LORE KUTSCHERA/WIKIMEDIARaiz de maconha (Cannabis sativa)LORE KUTSCHERA/WIKIMEDIA
Duas variedades de uma pequena proteína chamada hemopressina podem estimular a fome e as sensações de prazer do mesmo modo que os componentes de plantas entorpecentes como a maconha, enquanto outra variedade de hemopressina tem o efeito oposto. Pesquisas realizadas em São Paulo e em Nova York mostraram que essas microproteínas, conhecidas como peptídios, podem fazer muito mais, são bastante variadas e, diferentemente do que até mesmo os especialistas pensavam, não são resíduos sem função no interior dos trilhões de células do organismo.
Em apenas um tipo de célula extraída de rim humano as equipes dos farmacologistas Emer Ferro na Universidade de São Paulo (USP), Lloyd Fricker na Escola de Medicina Albert Einstein e Lakshmi Devi na Escola de Medicina Monte Sinai, ambas em Nova York, identificaram e sequenciaram 116 microproteínas que ajudam a regular o funcionamento celular e facilitam a interação de proteínas – o grupo de hemopressinas, produzidas nos neurônios, é por enquanto o mais intensamente estudado.

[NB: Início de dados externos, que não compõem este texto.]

//! Qualified names and namespace handling
//!
//! Qualified names are represented as a namespace URI plus a local part and
//! printed in the `{namespace}local` extended form. Prefixed names found in
//! documents are resolved through a [`NamespaceContext`].

use once_cell::sync::Lazy;
use regex::Regex;
use std::collections::HashMap;
use std::fmt;

use crate::error::{Error, Result};

/// Qualified name - namespace URI plus local name
#[derive(Debug, Clone, PartialEq, Eq, Hash, PartialOrd, Ord)]
pub struct QName {
    /// Namespace URI (None for no namespace)
    pub namespace: Option<String>,
    /// Local name
    pub local: String,
}

impl QName {
    /// Create a QName without a namespace
    pub fn local(local: impl Into<String>) -> Self {
        Self {
            namespace: None,
            local: local.into(),
        }
    }

    /// Create a QName with a namespace
    pub fn namespaced(namespace: impl Into<String>, local: impl Into<String>) -> Self {
        Self {
            namespace: Some(namespace.into()),
            local: local.into(),
        }
    }

    /// Create a QName with an optional namespace
    pub fn new(namespace: Option<impl Into<String>>, local: impl Into<String>) -> Self {
        Self {
            namespace: namespace.map(Into::into),
            local: local.into(),
        }
    }

    /// Parse from the `{namespace}local` extended form
    pub fn from_extended(name: &str) -> Result<Self> {
        if let Some(rest) = name.strip_prefix('{') {
            let (namespace, local) = rest
                .split_once('}')
                .ok_or_else(|| Error::Value(format!("malformed extended name: '{}'", name)))?;
            if local.is_empty() {
                return Err(Error::Value(format!("empty local part in '{}'", name)));
            }
            Ok(Self::namespaced(namespace, local))
        } else {
            Ok(Self::local(name))
        }
    }

}

impl fmt::Display for QName {
    fn fmt(&self, f: &mut fmt::Formatter<'_>) -> fmt::Result {
        match &self.namespace {
            Some(ns) => write!(f, "{{{}}}{}", ns, self.local),
            None => write!(f, "{}", self.local),
        }
    }
}

/// Namespace context for resolving prefixed names
#[derive(Debug, Clone, Default, PartialEq, Eq)]
pub struct NamespaceContext {
    prefixes: HashMap<String, String>,
    default_namespace: Option<String>,
}

impl NamespaceContext {
    /// Create an empty namespace context
    pub fn new() -> Self {
        Self::default()
    }

    /// Add a prefix mapping
    pub fn declare(&mut self, prefix: impl Into<String>, namespace: impl Into<String>) {
        self.prefixes.insert(prefix.into(), namespace.into());
    }

    /// Set the default namespace
    pub fn set_default(&mut self, namespace: impl Into<String>) {
        self.default_namespace = Some(namespace.into());
    }

    /// Get the namespace bound to a prefix
    pub fn namespace_for(&self, prefix: &str) -> Option<&str> {
        self.prefixes.get(prefix).map(String::as_str)
    }

    /// Get the default namespace
    pub fn default_namespace(&self) -> Option<&str> {
        self.default_namespace.as_deref()
    }

    /// Iterate over declared prefix mappings
    pub fn iter(&self) -> impl Iterator<Item = (&str, &str)> {
        self.prefixes.iter().map(|(p, n)| (p.as_str(), n.as_str()))
    }

    /// Resolve a possibly prefixed name into a QName
    ///
    /// Unprefixed names take the default namespace, if one is in scope.
    pub fn resolve(&self, name: &str) -> Result<QName> {
        if let Some((prefix, local)) = name.split_once(':') {
            let namespace = self
                .namespace_for(prefix)
                .ok_or_else(|| Error::Value(format!("unknown namespace prefix '{}'", prefix)))?;
            Ok(QName::namespaced(namespace, local))
        } else {
            Ok(QName::new(self.default_namespace.clone(), name))
        }
    }

    /// Resolve an attribute-style name: unprefixed names stay in no namespace
    pub fn resolve_attribute(&self, name: &str) -> Result<QName> {
        if let Some((prefix, local)) = name.split_once(':') {
            let namespace = self
                .namespace_for(prefix)
                .ok_or_else(|| Error::Value(format!("unknown namespace prefix '{}'", prefix)))?;
            Ok(QName::namespaced(namespace, local))
        } else {
            Ok(QName::local(name))
        }
    }

    /// Find a declared prefix for a namespace
    pub fn prefix_for(&self, namespace: &str) -> Option<&str> {
        self.prefixes
            .iter()
            .find(|(_, ns)| ns.as_str() == namespace)
            .map(|(p, _)| p.as_str())
    }
}

static NCNAME: Lazy<Regex> = Lazy::new(|| {
    Regex::new(r"^[A-Za-z_\u{C0}-\u{D6}\u{D8}-\u{F6}\u{F8}-\u{2FF}\u{370}-\u{37D}\u{37F}-\u{1FFF}][A-Za-z_\u{C0}-\u{D6}\u{D8}-\u{F6}\u{F8}-\u{2FF}\u{370}-\u{37D}\u{37F}-\u{1FFF}\-.0-9\u{B7}]*$")
        .unwrap()
});

/// Check if a string is a valid NCName (non-colonized name)
pub fn is_ncname(name: &str) -> bool {
    NCNAME.is_match(name)
}

/// Check if a string is a valid QName lexical form
pub fn is_qname(name: &str) -> bool {
    match name.split_once(':') {
        Some((prefix, local)) => is_ncname(prefix) && is_ncname(local),
        None => is_ncname(name),
    }
}

/// Validate an NCName, erroring on an invalid one
pub fn check_ncname(name: &str) -> Result<()> {
    if is_ncname(name) {
        Ok(())
    } else {
        Err(Error::Value(format!("invalid NCName: '{}'", name)))
    }
}

#[cfg(test)]
mod tests {
    use super::*;

    #[test]
    fn test_qname_display() {
        let qname = QName::namespaced("http://example.com", "item");
        assert_eq!(qname.to_string(), "{http://example.com}item");
        assert_eq!(QName::local("item").to_string(), "item");
    }

    #[test]
    fn test_qname_from_extended() {
        let qname = QName::from_extended("{http://example.com}item").unwrap();
        assert_eq!(qname.namespace.as_deref(), Some("http://example.com"));
        assert_eq!(qname.local, "item");

        assert_eq!(QName::from_extended("item").unwrap(), QName::local("item"));
        assert!(QName::from_extended("{unterminated").is_err());
        assert!(QName::from_extended("{ns}").is_err());
    }

    #[test]
    fn test_namespace_context_resolve() {
        let mut ctx = NamespaceContext::new();
        ctx.declare("xs", "http://www.w3.org/2001/XMLSchema");
        ctx.set_default("http://example.com");

        let qname = ctx.resolve("xs:element").unwrap();
        assert_eq!(
            qname,
            QName::namespaced("http://www.w3.org/2001/XMLSchema", "element")
        );

        // Unprefixed elements use the default namespace
        assert_eq!(
            ctx.resolve("item").unwrap(),
            QName::namespaced("http://example.com", "item")
        );

        // Unprefixed attributes do not
        assert_eq!(ctx.resolve_attribute("id").unwrap(), QName::local("id"));

        assert!(ctx.resolve("unknown:item").is_err());
    }

    #[test]
    fn test_prefix_for() {
        let mut ctx = NamespaceContext::new();
        ctx.declare("tns", "http://example.com");
        assert_eq!(ctx.prefix_for("http://example.com"), Some("tns"));
        assert_eq!(ctx.prefix_for("http://other.com"), None);
    }

    #[test]
    fn test_ncname_validation() {
        assert!(is_ncname("element"));
        assert!(is_ncname("my-element.x_1"));
        assert!(!is_ncname(""));
        assert!(!is_ncname("123name"));
        assert!(!is_ncname("a:b"));

        assert!(is_qname("xs:element"));
        assert!(!is_qname(":element"));
        assert!(!is_qname("element:"));

        assert!(check_ncname("ok").is_ok());
        assert!(check_ncname("not ok").is_err());
    }
}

“Além de regularem o funcionamento interno da célula, esses peptídios podem modular estímulos extracelulares”, diz Emer, com base em estudos publicados no ano passado e neste ano na revista Journal of Biological Chemistry. Como desde 1983 havia apenas relatos isolados de peptídios intracelulares com funções biológicas, essa é possivelmente a primeira vez que essas moléculas aparecem em variedade tão grande e são analisadas em conjunto. Em vista do que podem fazer – e aparentemente devem fazer muito mais em outras células –, essas moléculas indicam que o funcionamento das células e do organismo não depende só de moléculas gigantes como o DNA, o RNA e as proteínas, mas também dessa multidão de intermediários antes anônimos, quase 50 vezes menores que uma proteína como a hemoglobina, que transporta oxigênio às células.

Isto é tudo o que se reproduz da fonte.